◆ **Exercise directions**: Copy every line of the data in which the word "simulation" occurs.

◆ **Provided records**:

┄┄┄┄┄┄┄┄┄┄┄┄┄┄┄┄┄┄┄┄

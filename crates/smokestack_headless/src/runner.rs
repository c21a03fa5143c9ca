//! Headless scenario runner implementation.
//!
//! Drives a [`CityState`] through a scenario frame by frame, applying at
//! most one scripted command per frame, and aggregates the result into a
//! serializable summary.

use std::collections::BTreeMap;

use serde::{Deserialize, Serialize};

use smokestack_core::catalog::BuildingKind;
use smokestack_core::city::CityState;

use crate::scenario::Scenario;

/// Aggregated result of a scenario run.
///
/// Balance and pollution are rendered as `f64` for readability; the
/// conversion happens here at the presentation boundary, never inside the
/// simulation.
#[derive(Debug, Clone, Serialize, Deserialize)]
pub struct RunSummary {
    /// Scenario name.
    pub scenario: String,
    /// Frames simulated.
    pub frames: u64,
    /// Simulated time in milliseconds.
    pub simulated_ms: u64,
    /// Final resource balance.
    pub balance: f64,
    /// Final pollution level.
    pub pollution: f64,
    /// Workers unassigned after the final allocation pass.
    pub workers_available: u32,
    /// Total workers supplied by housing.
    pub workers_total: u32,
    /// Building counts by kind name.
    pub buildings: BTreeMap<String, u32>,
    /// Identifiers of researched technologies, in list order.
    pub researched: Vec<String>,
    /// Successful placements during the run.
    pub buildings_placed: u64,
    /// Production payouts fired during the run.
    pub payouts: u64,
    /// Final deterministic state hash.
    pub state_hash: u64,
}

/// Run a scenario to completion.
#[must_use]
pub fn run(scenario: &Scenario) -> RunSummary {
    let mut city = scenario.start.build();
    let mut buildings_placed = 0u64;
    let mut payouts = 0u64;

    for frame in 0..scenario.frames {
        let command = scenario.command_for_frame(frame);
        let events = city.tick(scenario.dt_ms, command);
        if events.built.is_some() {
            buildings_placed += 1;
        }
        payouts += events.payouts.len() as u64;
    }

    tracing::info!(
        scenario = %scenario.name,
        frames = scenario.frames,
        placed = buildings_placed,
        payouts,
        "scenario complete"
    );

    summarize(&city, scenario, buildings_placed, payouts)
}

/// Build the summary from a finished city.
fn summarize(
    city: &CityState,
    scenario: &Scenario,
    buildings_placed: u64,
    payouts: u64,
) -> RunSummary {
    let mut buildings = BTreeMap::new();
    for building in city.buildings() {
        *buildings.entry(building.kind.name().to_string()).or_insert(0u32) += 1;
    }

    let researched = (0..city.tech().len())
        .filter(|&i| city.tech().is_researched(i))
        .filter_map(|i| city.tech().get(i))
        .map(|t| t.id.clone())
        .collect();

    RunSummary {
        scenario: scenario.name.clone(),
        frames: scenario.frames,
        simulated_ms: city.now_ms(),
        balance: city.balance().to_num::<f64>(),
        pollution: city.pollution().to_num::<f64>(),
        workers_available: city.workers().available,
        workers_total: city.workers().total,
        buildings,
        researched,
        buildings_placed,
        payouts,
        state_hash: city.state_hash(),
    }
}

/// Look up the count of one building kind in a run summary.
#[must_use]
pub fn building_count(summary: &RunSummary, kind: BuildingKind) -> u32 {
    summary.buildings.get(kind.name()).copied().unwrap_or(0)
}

┄┄┄┄┄┄┄┄┄┄┄┄┄┄┄┄┄┄┄┄

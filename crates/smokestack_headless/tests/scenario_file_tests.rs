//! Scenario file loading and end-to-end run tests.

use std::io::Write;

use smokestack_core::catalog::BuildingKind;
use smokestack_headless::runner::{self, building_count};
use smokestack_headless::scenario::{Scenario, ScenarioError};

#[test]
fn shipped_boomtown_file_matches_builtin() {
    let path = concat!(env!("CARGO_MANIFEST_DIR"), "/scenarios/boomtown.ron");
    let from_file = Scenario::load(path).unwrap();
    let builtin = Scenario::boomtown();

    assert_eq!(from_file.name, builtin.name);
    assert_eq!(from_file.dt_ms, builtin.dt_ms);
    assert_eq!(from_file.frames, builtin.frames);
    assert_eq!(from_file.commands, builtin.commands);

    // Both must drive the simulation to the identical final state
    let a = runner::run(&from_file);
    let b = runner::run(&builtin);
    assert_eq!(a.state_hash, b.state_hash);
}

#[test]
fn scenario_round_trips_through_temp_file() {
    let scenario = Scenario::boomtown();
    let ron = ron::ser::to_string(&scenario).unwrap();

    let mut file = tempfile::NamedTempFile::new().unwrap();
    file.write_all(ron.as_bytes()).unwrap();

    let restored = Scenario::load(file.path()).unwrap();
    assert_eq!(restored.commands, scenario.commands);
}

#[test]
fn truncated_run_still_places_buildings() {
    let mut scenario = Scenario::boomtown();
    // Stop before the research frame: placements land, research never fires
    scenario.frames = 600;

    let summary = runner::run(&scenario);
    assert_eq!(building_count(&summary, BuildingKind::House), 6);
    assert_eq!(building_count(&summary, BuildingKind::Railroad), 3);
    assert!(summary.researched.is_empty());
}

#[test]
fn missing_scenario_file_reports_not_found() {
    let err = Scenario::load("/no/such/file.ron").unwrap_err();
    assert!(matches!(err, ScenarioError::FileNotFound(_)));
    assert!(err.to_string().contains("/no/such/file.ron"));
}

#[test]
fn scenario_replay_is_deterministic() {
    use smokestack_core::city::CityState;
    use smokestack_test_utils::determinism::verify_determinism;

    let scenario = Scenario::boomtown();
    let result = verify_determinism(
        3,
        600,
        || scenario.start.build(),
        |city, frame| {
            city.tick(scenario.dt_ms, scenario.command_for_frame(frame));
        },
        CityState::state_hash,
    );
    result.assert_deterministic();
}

┄┄┄┄┄┄┄┄┄┄┄┄┄┄┄┄┄┄┄┄

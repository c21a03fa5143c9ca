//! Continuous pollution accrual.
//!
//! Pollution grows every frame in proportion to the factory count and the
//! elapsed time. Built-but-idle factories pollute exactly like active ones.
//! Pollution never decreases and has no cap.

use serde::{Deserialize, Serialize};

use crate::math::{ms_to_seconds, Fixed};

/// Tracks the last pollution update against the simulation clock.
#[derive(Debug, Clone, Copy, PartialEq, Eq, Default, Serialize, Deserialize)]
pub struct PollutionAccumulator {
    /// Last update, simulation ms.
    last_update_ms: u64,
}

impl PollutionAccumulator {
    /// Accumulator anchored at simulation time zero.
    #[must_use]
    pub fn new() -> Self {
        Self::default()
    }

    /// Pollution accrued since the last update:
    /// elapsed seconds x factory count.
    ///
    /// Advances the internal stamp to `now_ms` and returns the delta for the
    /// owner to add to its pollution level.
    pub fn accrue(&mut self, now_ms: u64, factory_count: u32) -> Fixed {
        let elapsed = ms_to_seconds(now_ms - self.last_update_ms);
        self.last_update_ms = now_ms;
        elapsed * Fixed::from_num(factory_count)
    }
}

┄┄┄┄┄┄┄┄┄┄┄┄┄┄┄┄┄┄┄┄

◆ **Output for this exercise**:
/// simulation.
    // Both must drive the simulation to the identical final state
/// Tracks the last pollution update against the simulation clock.
    /// Last update, simulation ms.
    /// Accumulator anchored at simulation time zero.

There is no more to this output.